Uhuru Kenyatta wins presidency... BUT


Uhuru Kenyatta is set to become the fourth president of Kenya in an election that smirked of too many similarities to the bungled 2007 presidential elections. But if you are a Jubilee coalition supporter hold off your order for that cold Tusker and don’t even think of putting those goat ribs over a charcoal fire just yet because there are too many uncertainties that still linger in the air.

In a previous post I had already pointed out many of the question marks that have to be scribbled at the end of most paragraphs recording the major events of the last five days. Yep it was only five short days but why is it that to many Kenyans it seemed like an eternity?

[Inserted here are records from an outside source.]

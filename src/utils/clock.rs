use std::sync::RwLock;

use chrono::{DateTime, Duration, Utc};

/// Source of "now" for services that measure open intervals or resolve today.
pub trait Clock: Send + Sync {
    fn now(&self) -> DateTime<Utc>;
}

#[derive(Debug, Default, Clone, Copy)]
pub struct SystemClock;

impl Clock for SystemClock {
    fn now(&self) -> DateTime<Utc> {
        Utc::now()
    }
}

/// Manually driven clock for tests and replays.
#[derive(Debug)]
pub struct FixedClock {
    current: RwLock<DateTime<Utc>>,
}

impl FixedClock {
    pub fn new(at: DateTime<Utc>) -> Self {
        Self {
            current: RwLock::new(at),
        }
    }

    pub fn set(&self, at: DateTime<Utc>) {
        let mut guard = self
            .current
            .write()
            .unwrap_or_else(|poisoned| poisoned.into_inner());
        *guard = at;
    }

    pub fn advance(&self, by: Duration) {
        let mut guard = self
            .current
            .write()
            .unwrap_or_else(|poisoned| poisoned.into_inner());
        *guard += by;
    }
}

impl Clock for FixedClock {
    fn now(&self) -> DateTime<Utc> {
        *self
            .current
            .read()
            .unwrap_or_else(|poisoned| poisoned.into_inner())
    }
}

When those who like to analyze how presidential campaigns are won sit down to figure out how the son of Jomo did it, one name will have to feature prominently. That of William Ruto, his running mate (pictured above, on your right, with Uhuru) and now deputy president-elect. Those who know this man who barely 20 years ago used to hang out at “jobless corner” (a hangout for hungry frustrated job seekers that is opposite the Hilton hotel in Nairobi) will tell you that he is a crafty political player who is not even trusted by the supporters of the president elect. How he even successfully put together the two main warring tribes in the 2007 elections together still baffles many. This blogger predicted many times that the alliance would not hold and that he would never deliver Kalenjin votes with the wounds of the last elections still unhealed. But not only has it held together but it has managed to win Uhuru a mind boggling share of the massive Rift Valley vote against all expectations.

It would have been nice to have had a non-controversial credible election to see how this contest would have really turned out. As it is we will never know because whatever happens next the circumstances have changed drastically and forever.

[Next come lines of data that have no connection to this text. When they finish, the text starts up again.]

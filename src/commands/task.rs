use std::cmp::Ordering;
use std::collections::HashSet;

use serde::{Deserialize, Serialize};
use tracing::debug;

use crate::models::task::{TaskCreateInput, TaskPriority, TaskRecord, TaskStatus, TaskUpdateInput};
use crate::services::analytics_utils::parse_timestamp;

use super::{AppState, CommandResult};

const DEFAULT_PAGE_SIZE: usize = 20;
const MAX_PAGE_SIZE: usize = 200;

#[derive(Debug, Clone, Default, Deserialize)]
#[serde(rename_all = "camelCase", default)]
pub struct TaskListFilters {
    pub search: Option<String>,
    pub statuses: Option<Vec<String>>,
    pub priorities: Option<Vec<String>>,
    pub category_id: Option<String>,
    /// `createdAt`, `updatedAt`, `priority` or `status`; store order when unset.
    pub sort_by: Option<String>,
    pub sort_order: Option<String>,
    pub page: Option<usize>,
    pub page_size: Option<usize>,
}

#[derive(Debug, Serialize)]
#[serde(rename_all = "camelCase")]
pub struct TaskListResponse {
    pub items: Vec<TaskRecord>,
    pub total: usize,
    pub page: usize,
    pub page_size: usize,
}

pub fn tasks_list(
    state: &AppState,
    filters: Option<TaskListFilters>,
) -> CommandResult<TaskListResponse> {
    let records = state.tasks().list_tasks()?;
    Ok(filter_and_paginate(records, filters.unwrap_or_default()))
}

pub fn tasks_get(state: &AppState, id: String) -> CommandResult<TaskRecord> {
    Ok(state.tasks().get_task(&id)?)
}

pub fn tasks_create(state: &AppState, payload: TaskCreateInput) -> CommandResult<TaskRecord> {
    let record = state.tasks().create_task(payload)?;
    state.analytics().recalculate_snapshot();
    Ok(record)
}

pub fn tasks_update(
    state: &AppState,
    id: String,
    payload: TaskUpdateInput,
) -> CommandResult<TaskRecord> {
    let record = state.tasks().update_task(&id, payload)?;
    state.analytics().recalculate_snapshot();
    Ok(record)
}

pub fn tasks_delete(state: &AppState, id: String) -> CommandResult<()> {
    state.tasks().delete_task(&id)?;
    state.analytics().recalculate_snapshot();
    Ok(())
}

fn filter_and_paginate(records: Vec<TaskRecord>, filters: TaskListFilters) -> TaskListResponse {
    let statuses = normalize_set(filters.statuses);
    let priorities = normalize_set(filters.priorities);
    let category = filters
        .category_id
        .map(|value| value.trim().to_string())
        .filter(|v| !v.is_empty());
    let search = filters
        .search
        .map(|value| value.trim().to_lowercase())
        .filter(|v| !v.is_empty());

    let mut filtered: Vec<TaskRecord> = records
        .into_iter()
        .filter(|task| {
            match_filters(
                task,
                &statuses,
                &priorities,
                category.as_deref(),
                search.as_deref(),
            )
        })
        .collect();

    if let Some(sort_by) = filters.sort_by.as_deref() {
        sort_tasks(&mut filtered, sort_by, filters.sort_order.as_deref());
    }

    let page = filters.page.unwrap_or(1).max(1);
    let page_size = filters
        .page_size
        .unwrap_or(DEFAULT_PAGE_SIZE)
        .clamp(1, MAX_PAGE_SIZE);

    let total = filtered.len();
    let start = (page - 1) * page_size;
    let end = (start + page_size).min(total);
    let items = if start >= total {
        Vec::new()
    } else {
        filtered[start..end].to_vec()
    };

    debug!(
        target: "app::command",
        total,
        page,
        page_size,
        returned = items.len(),
        "tasks_list"
    );

    TaskListResponse {
        items,
        total,
        page,
        page_size,
    }
}

fn match_filters(
    task: &TaskRecord,
    statuses: &HashSet<String>,
    priorities: &HashSet<String>,
    category: Option<&str>,
    search: Option<&str>,
) -> bool {
    if !statuses.is_empty() && !statuses.contains(task.status.as_str()) {
        return false;
    }

    if !priorities.is_empty() && !priorities.contains(task.priority.as_str()) {
        return false;
    }

    if let Some(category) = category {
        if task.category_id.as_deref() != Some(category) {
            return false;
        }
    }

    if let Some(search) = search {
        let in_title = task.title.to_lowercase().contains(search);
        let in_description = task
            .description
            .as_ref()
            .map(|desc| desc.to_lowercase().contains(search))
            .unwrap_or(false);
        if !in_title && !in_description {
            return false;
        }
    }

    true
}

fn sort_tasks(tasks: &mut [TaskRecord], sort_by: &str, sort_order: Option<&str>) {
    let order_desc = sort_order.unwrap_or("desc").eq_ignore_ascii_case("desc");

    tasks.sort_by(|a, b| {
        let ordering = match sort_by {
            "updatedAt" => compare_timestamp(a.updated_at.as_deref(), b.updated_at.as_deref()),
            "priority" => priority_rank(a.priority).cmp(&priority_rank(b.priority)),
            "status" => status_rank(a.status).cmp(&status_rank(b.status)),
            _ => compare_timestamp(a.created_at.as_deref(), b.created_at.as_deref()),
        };

        if order_desc {
            ordering.reverse()
        } else {
            ordering
        }
    });
}

fn compare_timestamp(a: Option<&str>, b: Option<&str>) -> Ordering {
    let ts_a = a.and_then(parse_timestamp);
    let ts_b = b.and_then(parse_timestamp);
    ts_a.cmp(&ts_b)
}

fn priority_rank(priority: TaskPriority) -> u8 {
    match priority {
        TaskPriority::Low => 0,
        TaskPriority::Medium => 1,
        TaskPriority::High => 2,
    }
}

fn status_rank(status: TaskStatus) -> u8 {
    match status {
        TaskStatus::Todo => 0,
        TaskStatus::InProgress => 1,
        TaskStatus::Completed => 2,
    }
}

fn normalize_set(values: Option<Vec<String>>) -> HashSet<String> {
    values
        .unwrap_or_default()
        .into_iter()
        .map(|value| value.trim().to_lowercase())
        .filter(|value| !value.is_empty())
        .collect()
}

One of the most fascinating aspects to come out of this election is the reaction of many people in Nyanza to the results. Many are blaming Raila for not having a clear strategy in his entire campaign and repeated references are being made to the CORD nominations which went badly wrong in Nyanza with what most people saw as a deliberate attempt to try and force candidates on them.

However observant political analysts will sympathize with Raila who has been on almost permanent campaign mode since 2002 and probably earlier. Fatigue and exhaustion were clearly visible in him during the campaigns and there is no doubt that this greatly affected his bid this time round. In many public meetings his voice sounded hoarse and tired and he even babbled at times and fell asleep in clear sight of the cameras at one church function. This was in sharp contrast to Uhuru who appeared much more energetic, sharper and eloquent in his delivery.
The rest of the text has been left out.